● **WHAT TO PRODUCE**: Please find every line in the records below that contains the word "framerate", and copy it.

***** EXCERPTED RECORDS

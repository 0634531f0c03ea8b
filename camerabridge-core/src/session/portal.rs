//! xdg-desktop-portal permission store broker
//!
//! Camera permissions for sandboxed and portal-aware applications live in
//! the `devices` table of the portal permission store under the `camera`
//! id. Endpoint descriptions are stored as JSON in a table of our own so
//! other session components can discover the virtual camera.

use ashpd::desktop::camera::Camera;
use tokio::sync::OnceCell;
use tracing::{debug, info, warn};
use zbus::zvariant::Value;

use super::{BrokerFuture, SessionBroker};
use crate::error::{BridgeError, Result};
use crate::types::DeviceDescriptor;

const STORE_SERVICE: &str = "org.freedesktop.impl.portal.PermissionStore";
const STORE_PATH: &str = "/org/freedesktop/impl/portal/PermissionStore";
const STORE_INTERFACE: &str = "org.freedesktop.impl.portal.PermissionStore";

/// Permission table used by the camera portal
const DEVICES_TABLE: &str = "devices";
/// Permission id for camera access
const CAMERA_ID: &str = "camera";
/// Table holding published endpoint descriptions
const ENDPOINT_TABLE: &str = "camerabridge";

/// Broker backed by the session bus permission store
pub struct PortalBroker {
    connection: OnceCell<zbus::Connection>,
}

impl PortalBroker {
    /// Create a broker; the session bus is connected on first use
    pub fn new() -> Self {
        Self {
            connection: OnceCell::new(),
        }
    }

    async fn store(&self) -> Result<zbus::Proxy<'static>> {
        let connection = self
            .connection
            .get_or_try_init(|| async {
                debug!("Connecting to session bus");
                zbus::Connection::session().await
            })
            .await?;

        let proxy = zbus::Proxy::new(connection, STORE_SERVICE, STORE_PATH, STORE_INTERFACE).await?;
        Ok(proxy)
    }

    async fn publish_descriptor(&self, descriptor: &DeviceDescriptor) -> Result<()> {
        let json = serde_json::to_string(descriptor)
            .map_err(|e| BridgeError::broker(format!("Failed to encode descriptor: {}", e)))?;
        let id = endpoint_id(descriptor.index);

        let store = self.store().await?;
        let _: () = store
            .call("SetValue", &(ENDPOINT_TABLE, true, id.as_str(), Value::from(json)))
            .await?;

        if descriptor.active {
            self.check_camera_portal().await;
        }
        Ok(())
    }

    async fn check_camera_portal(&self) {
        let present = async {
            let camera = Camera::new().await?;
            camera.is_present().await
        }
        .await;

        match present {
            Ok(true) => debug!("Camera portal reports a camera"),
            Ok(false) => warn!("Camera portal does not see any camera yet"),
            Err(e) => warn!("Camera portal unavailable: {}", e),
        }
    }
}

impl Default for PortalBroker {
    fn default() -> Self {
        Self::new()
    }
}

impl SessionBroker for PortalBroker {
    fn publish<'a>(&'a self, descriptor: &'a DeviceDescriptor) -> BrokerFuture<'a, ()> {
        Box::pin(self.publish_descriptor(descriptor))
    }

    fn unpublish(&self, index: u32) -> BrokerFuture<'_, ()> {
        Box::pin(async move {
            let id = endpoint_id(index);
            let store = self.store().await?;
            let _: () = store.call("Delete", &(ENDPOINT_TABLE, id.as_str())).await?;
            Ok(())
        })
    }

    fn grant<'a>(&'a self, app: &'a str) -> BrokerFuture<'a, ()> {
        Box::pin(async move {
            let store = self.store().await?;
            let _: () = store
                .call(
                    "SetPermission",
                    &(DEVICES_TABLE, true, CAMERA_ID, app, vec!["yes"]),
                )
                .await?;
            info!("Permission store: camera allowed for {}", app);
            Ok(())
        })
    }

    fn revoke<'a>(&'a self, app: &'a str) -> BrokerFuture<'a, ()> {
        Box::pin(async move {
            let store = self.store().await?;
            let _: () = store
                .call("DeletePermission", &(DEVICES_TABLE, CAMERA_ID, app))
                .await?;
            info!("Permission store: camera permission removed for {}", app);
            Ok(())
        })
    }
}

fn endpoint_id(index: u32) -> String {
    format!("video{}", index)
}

**********
***** EXCERPTED RECORDS

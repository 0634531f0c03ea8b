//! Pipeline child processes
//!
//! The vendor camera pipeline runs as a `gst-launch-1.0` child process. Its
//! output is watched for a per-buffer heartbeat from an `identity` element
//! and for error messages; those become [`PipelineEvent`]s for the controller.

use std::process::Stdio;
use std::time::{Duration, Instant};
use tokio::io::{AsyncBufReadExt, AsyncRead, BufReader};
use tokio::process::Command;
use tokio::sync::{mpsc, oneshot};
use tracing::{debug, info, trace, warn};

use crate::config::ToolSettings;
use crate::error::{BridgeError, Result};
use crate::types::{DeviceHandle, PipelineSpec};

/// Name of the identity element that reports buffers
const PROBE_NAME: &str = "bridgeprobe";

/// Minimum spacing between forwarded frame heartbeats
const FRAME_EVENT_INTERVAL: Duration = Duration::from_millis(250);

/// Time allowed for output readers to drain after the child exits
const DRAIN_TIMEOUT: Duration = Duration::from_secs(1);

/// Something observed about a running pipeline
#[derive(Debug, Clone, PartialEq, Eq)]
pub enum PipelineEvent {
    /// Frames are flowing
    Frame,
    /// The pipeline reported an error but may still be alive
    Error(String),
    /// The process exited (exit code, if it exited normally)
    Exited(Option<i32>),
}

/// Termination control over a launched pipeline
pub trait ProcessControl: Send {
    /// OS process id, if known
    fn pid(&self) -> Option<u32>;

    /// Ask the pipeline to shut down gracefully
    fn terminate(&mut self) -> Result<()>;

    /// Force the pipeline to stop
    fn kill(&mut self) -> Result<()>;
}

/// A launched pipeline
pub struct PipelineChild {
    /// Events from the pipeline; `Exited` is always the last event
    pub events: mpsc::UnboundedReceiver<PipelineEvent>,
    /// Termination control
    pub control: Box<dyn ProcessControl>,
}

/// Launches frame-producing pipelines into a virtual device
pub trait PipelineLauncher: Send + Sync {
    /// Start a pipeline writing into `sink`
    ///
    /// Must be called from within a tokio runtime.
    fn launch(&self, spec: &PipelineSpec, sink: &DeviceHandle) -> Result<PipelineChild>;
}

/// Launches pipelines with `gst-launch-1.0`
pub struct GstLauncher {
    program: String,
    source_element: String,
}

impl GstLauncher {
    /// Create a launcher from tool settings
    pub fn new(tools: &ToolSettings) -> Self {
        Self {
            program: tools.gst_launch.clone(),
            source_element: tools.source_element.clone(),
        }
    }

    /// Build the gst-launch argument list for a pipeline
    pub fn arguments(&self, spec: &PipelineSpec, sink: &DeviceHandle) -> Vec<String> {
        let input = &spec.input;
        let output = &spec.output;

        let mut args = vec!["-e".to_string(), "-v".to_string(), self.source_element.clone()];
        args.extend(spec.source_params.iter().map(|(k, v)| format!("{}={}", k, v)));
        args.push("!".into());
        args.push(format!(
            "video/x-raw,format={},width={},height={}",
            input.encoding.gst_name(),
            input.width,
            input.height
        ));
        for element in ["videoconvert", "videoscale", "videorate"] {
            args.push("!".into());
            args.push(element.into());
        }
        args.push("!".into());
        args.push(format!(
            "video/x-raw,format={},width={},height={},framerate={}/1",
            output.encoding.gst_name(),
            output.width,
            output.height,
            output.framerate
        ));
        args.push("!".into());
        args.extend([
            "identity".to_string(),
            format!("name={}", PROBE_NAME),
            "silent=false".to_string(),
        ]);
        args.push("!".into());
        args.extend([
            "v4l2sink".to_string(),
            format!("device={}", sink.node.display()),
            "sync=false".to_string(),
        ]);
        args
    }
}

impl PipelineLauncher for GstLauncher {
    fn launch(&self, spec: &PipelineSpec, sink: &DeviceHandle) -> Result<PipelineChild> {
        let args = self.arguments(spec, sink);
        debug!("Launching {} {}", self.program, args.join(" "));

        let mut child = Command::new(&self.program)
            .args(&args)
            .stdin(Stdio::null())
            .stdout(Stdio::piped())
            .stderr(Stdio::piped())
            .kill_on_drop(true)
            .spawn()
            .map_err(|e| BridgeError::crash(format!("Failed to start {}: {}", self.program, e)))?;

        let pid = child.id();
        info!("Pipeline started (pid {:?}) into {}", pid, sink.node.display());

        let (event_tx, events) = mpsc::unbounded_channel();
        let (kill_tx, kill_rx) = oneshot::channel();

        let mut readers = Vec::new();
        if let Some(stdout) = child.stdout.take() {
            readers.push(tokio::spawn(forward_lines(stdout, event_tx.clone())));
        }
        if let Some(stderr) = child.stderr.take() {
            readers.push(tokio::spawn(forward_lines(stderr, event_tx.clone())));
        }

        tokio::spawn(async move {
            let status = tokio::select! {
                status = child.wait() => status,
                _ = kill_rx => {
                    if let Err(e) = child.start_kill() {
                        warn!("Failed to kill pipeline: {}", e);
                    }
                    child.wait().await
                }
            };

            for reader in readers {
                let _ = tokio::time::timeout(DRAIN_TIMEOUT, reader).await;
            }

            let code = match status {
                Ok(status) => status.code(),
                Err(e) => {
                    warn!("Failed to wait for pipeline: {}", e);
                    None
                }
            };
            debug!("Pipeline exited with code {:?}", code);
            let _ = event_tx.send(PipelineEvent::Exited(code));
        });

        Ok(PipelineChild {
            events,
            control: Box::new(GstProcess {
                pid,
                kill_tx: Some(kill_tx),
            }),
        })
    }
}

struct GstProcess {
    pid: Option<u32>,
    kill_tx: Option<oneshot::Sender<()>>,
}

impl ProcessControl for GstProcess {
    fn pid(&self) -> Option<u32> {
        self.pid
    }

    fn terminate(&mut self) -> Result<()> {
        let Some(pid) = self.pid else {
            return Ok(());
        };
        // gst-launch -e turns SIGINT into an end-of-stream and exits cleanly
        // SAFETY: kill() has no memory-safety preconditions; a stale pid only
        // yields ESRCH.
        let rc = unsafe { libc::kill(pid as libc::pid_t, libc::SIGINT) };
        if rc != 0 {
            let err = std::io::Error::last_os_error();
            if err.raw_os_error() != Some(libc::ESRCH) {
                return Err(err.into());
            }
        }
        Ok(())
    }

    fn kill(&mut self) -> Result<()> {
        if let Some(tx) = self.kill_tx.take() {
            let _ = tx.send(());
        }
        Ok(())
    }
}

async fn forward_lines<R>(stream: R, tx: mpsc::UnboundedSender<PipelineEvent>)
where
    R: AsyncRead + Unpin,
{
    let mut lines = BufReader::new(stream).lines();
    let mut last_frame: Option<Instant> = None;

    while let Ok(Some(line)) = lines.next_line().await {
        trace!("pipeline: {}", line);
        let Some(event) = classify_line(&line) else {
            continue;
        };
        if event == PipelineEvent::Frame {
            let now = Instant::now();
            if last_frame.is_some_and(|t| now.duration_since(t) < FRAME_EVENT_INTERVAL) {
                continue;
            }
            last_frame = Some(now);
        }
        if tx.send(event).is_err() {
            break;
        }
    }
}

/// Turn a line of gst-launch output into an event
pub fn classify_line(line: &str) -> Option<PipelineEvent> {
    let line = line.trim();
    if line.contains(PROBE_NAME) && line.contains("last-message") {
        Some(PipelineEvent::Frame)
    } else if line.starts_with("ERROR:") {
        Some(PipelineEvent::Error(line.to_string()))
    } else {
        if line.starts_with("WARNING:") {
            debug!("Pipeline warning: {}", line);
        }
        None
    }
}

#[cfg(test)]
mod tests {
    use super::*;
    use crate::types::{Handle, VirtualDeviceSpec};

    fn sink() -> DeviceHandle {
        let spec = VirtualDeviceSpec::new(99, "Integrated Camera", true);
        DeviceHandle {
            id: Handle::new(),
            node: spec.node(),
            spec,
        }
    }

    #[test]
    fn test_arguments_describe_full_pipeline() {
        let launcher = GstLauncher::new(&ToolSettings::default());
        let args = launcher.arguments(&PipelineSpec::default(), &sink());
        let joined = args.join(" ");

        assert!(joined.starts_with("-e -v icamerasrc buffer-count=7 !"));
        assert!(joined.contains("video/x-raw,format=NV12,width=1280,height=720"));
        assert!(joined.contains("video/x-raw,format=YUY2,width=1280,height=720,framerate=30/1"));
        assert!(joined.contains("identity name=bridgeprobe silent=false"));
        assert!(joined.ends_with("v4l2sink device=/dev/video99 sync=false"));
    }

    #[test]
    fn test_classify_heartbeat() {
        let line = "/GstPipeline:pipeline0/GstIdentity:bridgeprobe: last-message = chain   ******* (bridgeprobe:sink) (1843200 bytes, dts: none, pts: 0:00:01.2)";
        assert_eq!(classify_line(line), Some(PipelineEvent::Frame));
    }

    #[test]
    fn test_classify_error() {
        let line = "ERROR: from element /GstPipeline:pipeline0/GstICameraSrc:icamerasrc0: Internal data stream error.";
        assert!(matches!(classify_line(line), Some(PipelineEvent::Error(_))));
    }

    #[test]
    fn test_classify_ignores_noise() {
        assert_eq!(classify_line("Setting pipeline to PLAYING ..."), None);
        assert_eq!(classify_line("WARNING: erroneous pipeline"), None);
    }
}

**********
***** EXCERPTED RECORDS

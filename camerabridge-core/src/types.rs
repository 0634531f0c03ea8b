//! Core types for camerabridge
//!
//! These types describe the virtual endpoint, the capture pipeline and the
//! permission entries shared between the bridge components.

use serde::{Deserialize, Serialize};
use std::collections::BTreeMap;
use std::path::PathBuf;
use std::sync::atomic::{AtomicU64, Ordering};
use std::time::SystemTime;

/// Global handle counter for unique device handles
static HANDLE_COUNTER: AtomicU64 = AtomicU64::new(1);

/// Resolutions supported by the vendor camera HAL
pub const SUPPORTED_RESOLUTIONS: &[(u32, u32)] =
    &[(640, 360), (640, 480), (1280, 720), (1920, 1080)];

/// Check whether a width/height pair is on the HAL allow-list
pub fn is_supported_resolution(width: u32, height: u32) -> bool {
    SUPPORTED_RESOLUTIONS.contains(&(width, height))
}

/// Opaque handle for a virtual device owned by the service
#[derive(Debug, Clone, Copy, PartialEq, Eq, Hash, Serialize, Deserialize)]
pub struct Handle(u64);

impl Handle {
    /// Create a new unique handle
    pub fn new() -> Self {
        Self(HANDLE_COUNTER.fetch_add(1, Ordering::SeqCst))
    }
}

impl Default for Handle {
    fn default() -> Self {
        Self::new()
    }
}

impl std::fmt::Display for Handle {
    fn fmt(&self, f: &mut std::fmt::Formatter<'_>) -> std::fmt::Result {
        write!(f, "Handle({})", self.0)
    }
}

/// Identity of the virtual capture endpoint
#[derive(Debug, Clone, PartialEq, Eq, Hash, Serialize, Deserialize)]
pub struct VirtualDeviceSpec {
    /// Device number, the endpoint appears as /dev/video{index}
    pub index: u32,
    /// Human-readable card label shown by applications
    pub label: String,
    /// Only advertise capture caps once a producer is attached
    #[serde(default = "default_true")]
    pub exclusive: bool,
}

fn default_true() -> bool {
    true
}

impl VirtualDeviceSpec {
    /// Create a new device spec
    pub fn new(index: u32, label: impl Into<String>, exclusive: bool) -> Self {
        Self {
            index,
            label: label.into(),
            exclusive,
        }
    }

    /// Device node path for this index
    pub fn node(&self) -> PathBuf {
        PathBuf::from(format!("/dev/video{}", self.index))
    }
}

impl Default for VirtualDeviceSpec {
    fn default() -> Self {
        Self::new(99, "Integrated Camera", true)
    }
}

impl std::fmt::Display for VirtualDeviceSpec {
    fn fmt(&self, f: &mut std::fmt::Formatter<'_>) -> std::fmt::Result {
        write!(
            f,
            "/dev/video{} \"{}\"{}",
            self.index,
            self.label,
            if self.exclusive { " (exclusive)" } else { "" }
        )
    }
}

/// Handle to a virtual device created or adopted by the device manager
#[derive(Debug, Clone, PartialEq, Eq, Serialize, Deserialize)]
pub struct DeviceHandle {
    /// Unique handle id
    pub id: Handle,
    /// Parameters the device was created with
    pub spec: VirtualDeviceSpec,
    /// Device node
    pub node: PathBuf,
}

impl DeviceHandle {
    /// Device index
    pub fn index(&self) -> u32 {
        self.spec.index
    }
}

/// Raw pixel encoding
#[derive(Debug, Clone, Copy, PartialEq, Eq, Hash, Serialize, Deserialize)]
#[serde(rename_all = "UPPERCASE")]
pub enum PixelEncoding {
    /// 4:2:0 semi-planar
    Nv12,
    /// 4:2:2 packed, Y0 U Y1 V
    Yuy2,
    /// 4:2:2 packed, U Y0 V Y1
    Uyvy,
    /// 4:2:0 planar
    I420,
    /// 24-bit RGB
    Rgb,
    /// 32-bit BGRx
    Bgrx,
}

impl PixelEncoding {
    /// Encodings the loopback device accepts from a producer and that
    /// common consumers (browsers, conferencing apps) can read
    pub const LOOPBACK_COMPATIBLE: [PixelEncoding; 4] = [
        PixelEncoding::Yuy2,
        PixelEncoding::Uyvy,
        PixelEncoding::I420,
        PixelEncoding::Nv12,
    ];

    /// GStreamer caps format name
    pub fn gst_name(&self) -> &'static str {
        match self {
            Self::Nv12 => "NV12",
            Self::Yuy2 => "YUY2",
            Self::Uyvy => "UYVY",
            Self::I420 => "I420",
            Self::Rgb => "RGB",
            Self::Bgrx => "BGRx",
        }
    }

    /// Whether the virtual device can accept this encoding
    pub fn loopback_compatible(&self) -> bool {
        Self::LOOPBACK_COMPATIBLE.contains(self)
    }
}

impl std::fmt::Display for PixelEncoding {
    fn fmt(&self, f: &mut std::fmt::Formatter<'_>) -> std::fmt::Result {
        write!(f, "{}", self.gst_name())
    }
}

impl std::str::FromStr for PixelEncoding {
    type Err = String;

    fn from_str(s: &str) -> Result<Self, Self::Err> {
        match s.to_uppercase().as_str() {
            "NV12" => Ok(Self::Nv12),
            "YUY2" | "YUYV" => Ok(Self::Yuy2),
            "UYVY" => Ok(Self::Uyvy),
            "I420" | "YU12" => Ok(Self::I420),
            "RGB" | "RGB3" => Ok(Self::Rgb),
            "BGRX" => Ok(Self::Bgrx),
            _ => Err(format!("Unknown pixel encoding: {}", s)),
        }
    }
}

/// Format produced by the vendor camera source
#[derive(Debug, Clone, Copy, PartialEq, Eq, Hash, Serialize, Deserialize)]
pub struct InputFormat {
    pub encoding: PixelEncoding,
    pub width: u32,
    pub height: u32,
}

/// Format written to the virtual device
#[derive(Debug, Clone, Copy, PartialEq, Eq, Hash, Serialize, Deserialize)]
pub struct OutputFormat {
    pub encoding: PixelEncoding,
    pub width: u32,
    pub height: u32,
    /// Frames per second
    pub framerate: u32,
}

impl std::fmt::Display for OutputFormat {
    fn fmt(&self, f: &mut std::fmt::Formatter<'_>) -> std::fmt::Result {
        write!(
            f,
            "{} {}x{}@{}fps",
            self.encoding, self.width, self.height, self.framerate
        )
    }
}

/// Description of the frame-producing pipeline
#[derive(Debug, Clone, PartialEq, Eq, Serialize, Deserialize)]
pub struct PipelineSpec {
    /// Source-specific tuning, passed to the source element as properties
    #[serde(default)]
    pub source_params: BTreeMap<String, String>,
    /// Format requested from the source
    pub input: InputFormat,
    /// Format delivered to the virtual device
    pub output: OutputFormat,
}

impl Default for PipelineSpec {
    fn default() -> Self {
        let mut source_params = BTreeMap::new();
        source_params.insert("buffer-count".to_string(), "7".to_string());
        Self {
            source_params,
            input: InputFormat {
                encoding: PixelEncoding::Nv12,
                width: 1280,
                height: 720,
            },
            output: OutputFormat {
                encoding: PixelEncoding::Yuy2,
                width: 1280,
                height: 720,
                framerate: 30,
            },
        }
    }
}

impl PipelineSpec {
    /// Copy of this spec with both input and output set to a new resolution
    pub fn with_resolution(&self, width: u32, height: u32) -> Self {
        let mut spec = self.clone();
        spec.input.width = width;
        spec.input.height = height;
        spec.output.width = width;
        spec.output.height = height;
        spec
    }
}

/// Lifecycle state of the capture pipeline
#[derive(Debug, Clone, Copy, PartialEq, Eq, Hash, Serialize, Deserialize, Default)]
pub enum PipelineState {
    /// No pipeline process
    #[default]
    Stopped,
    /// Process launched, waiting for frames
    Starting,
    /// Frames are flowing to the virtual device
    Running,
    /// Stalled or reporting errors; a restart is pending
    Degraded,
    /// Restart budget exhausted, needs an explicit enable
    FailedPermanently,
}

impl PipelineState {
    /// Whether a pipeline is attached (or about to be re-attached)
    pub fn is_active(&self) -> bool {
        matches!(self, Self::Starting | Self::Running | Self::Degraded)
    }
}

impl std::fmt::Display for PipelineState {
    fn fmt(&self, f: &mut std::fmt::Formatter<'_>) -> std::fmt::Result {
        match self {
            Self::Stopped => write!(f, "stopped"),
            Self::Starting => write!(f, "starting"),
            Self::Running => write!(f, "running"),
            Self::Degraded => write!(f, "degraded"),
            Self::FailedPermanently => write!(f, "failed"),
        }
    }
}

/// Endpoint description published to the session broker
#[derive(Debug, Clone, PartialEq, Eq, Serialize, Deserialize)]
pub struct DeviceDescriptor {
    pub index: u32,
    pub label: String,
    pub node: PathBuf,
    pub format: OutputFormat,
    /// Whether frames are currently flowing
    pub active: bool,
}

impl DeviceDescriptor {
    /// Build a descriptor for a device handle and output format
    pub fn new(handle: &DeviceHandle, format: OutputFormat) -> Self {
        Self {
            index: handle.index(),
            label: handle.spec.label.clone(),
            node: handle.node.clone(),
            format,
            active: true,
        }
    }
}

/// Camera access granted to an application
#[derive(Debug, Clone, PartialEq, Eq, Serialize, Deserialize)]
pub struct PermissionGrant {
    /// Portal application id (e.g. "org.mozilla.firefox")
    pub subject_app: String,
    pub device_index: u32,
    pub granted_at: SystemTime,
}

**********

● **SOLUTION TO THE PROBLEM**:
            "video/x-raw,format={},width={},height={},framerate={}/1",
            output.framerate
        assert!(joined.contains("video/x-raw,format=YUY2,width=1280,height=720,framerate=30/1"));
    pub framerate: u32,
            self.encoding, self.width, self.height, self.framerate
                framerate: 30,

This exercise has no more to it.